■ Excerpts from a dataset

//! Textual rendering of addresses

use serde::{Deserialize, Serialize};
use std::fmt::Write;

use crate::{Address, Magnitude};

/// Output style for [`Address::format`]
///
/// IPv4 addresses render every mode: `Abbreviated` and `MayMappedCompact`
/// give the plain dotted quad, and `MappedIpv4` gives the mapped IPv6 form,
/// the same text as `addr.as_ipv6().format(FormatMode::MappedIpv4)`.
#[derive(Debug, Clone, Copy, PartialEq, Eq, Hash, Default, Serialize, Deserialize)]
#[serde(rename_all = "kebab-case")]
pub enum FormatMode {
    /// Every octet or hextet zero-padded to fixed width
    Full,
    /// Dotted-quad without padding, or colon-hex with the longest zero run
    /// replaced by `::`
    #[default]
    Compact,
    /// Colon-hex with leading zeros stripped but no `::`; dotted quad for IPv4
    Abbreviated,
    /// `::ffff:a.b.c.d` for IPv4 and IPv4-mapped addresses, compact otherwise
    MappedIpv4,
    /// Same as [`FormatMode::MappedIpv4`]; kept as the display default for IPv6
    MayMappedCompact,
    /// Unsigned decimal integer
    Integer,
}

pub(crate) fn format_address(address: &Address, mode: FormatMode) -> String {
    match address {
        Address::V4(bytes) => format_v4(bytes, mode),
        Address::V6(bytes) => format_v6(bytes, mode),
    }
}

fn format_v4(bytes: &[u8; 4], mode: FormatMode) -> String {
    let [a, b, c, d] = *bytes;
    match mode {
        FormatMode::Full => format!("{:03}.{:03}.{:03}.{:03}", a, b, c, d),
        FormatMode::Compact | FormatMode::Abbreviated | FormatMode::MayMappedCompact => {
            format!("{}.{}.{}.{}", a, b, c, d)
        }
        FormatMode::MappedIpv4 => format_address(&Address::V4(*bytes).as_ipv6(), mode),
        FormatMode::Integer => u32::from_be_bytes(*bytes).to_string(),
    }
}

fn format_v6(bytes: &[u8; 16], mode: FormatMode) -> String {
    let groups = hextets(bytes);
    match mode {
        FormatMode::Full => join(&groups, |out, g| write!(out, "{:04x}", g)),
        FormatMode::Abbreviated => join(&groups, |out, g| write!(out, "{:x}", g)),
        FormatMode::Compact => compact(&groups),
        FormatMode::MappedIpv4 | FormatMode::MayMappedCompact => {
            if Address::V6(*bytes).is_mapped_ipv4() {
                format!(
                    "::ffff:{}.{}.{}.{}",
                    bytes[12], bytes[13], bytes[14], bytes[15]
                )
            } else {
                compact(&groups)
            }
        }
        FormatMode::Integer => Magnitude::from_be_bytes(bytes).to_string(),
    }
}

fn hextets(bytes: &[u8; 16]) -> [u16; 8] {
    let mut groups = [0u16; 8];
    for (group, pair) in groups.iter_mut().zip(bytes.chunks_exact(2)) {
        *group = u16::from_be_bytes([pair[0], pair[1]]);
    }
    groups
}

fn join<F>(groups: &[u16], mut write_group: F) -> String
where
    F: FnMut(&mut String, u16) -> std::fmt::Result,
{
    let mut out = String::with_capacity(groups.len() * 5);
    for (i, &group) in groups.iter().enumerate() {
        if i > 0 {
            out.push(':');
        }
        // writing into a String cannot fail
        let _ = write_group(&mut out, group);
    }
    out
}

/// Replace the longest run of zero groups with `::`.
///
/// Runs of a single zero group are compressed too.
fn compact(groups: &[u16; 8]) -> String {
    let hex = |out: &mut String, g: u16| write!(out, "{:x}", g);
    match longest_zero_run(groups) {
        Some((start, len)) => format!(
            "{}::{}",
            join(&groups[..start], hex),
            join(&groups[start + len..], hex)
        ),
        None => join(groups, hex),
    }
}

/// `(start, len)` of the longest zero run; the first one wins a tie.
fn longest_zero_run(groups: &[u16; 8]) -> Option<(usize, usize)> {
    let mut best: Option<(usize, usize)> = None;
    let mut run_start = None;
    for (i, &group) in groups.iter().enumerate() {
        if group != 0 {
            run_start = None;
            continue;
        }
        let start = *run_start.get_or_insert(i);
        let len = i + 1 - start;
        if best.map_or(true, |(_, best_len)| len > best_len) {
            best = Some((start, len));
        }
    }
    best
}

#[cfg(test)]
mod tests {
    use super::*;

    fn v6(s: &str) -> Address {
        Address::parse(s).unwrap()
    }

    #[test]
    fn test_v4_modes() {
        let addr = Address::parse("192.168.1.10").unwrap();
        assert_eq!(addr.format(FormatMode::Full), "192.168.001.010");
        assert_eq!(addr.format(FormatMode::Compact), "192.168.1.10");
        assert_eq!(addr.format(FormatMode::Integer), "3232235786");
        assert_eq!(addr.format(FormatMode::MappedIpv4), "::ffff:192.168.1.10");
    }

    #[test]
    fn test_v4_ipv6_only_modes() {
        let addr = Address::parse("10.0.0.1").unwrap();
        assert_eq!(addr.format(FormatMode::Abbreviated), "10.0.0.1");
        assert_eq!(addr.format(FormatMode::MayMappedCompact), "10.0.0.1");
        assert_eq!(
            addr.format(FormatMode::MappedIpv4),
            addr.as_ipv6().format(FormatMode::MappedIpv4)
        );
    }

    #[test]
    fn test_v6_modes() {
        let cases = [
            (
                "::1",
                "::1",
                "0:0:0:0:0:0:0:1",
                "0000:0000:0000:0000:0000:0000:0000:0001",
            ),
            (
                "fe80::226:bbff:fe14:7372",
                "fe80::226:bbff:fe14:7372",
                "fe80:0:0:0:226:bbff:fe14:7372",
                "fe80:0000:0000:0000:0226:bbff:fe14:7372",
            ),
            (
                "::ffff:127:0:0:1",
                "::ffff:127:0:0:1",
                "0:0:0:ffff:127:0:0:1",
                "0000:0000:0000:ffff:0127:0000:0000:0001",
            ),
        ];
        for (input, compact, abbreviated, full) in cases {
            let addr = v6(input);
            assert_eq!(addr.format(FormatMode::Compact), compact);
            assert_eq!(addr.format(FormatMode::Abbreviated), abbreviated);
            assert_eq!(addr.format(FormatMode::Full), full);
        }
    }

    #[test]
    fn test_compact_edge_runs() {
        assert_eq!(v6("::").format(FormatMode::Compact), "::");
        assert_eq!(v6("2001:630:d0::").format(FormatMode::Compact), "2001:630:d0::");
        assert_eq!(v6("1:0:2:3:4:5:6:7").format(FormatMode::Compact), "1::2:3:4:5:6:7");
        // equal runs: the first one is compressed
        assert_eq!(v6("1:0:0:2:0:0:3:4").format(FormatMode::Compact), "1::2:0:0:3:4");
        assert_eq!(v6("1:0:2:0:0:3:4:5").format(FormatMode::Compact), "1:0:2::3:4:5");
        assert_eq!(
            v6("1:2:3:4:5:6:7:8").format(FormatMode::Compact),
            "1:2:3:4:5:6:7:8"
        );
    }

    #[test]
    fn test_mapped_modes() {
        let mapped = v6("::ffff:141.44.23.50");
        assert_eq!(mapped.format(FormatMode::MappedIpv4), "::ffff:141.44.23.50");
        assert_eq!(mapped.format(FormatMode::MayMappedCompact), "::ffff:141.44.23.50");
        assert_eq!(mapped.format(FormatMode::Compact), "::ffff:8d2c:1732");

        let plain = v6("2001:db8::1");
        assert_eq!(plain.format(FormatMode::MappedIpv4), "2001:db8::1");
        assert_eq!(plain.format(FormatMode::MayMappedCompact), "2001:db8::1");
    }

    #[test]
    fn test_v6_integer() {
        assert_eq!(v6("::1").format(FormatMode::Integer), "1");
        assert_eq!(
            v6("ffff:ffff:ffff:ffff:ffff:ffff:ffff:ffff").format(FormatMode::Integer),
            u128::MAX.to_string()
        );
    }
}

■ Task instructions
Lines from the start of the records through the one containing "give the plain" are what should be retyped, exactly and in full, both ends included.

■ Written solution
//! Textual rendering of addresses

use serde::{Deserialize, Serialize};
use std::fmt::Write;

use crate::{Address, Magnitude};

/// Output style for [`Address::format`]
///
/// IPv4 addresses render every mode: `Abbreviated` and `MayMappedCompact`
/// give the plain dotted quad, and `MappedIpv4` gives the mapped IPv6 form,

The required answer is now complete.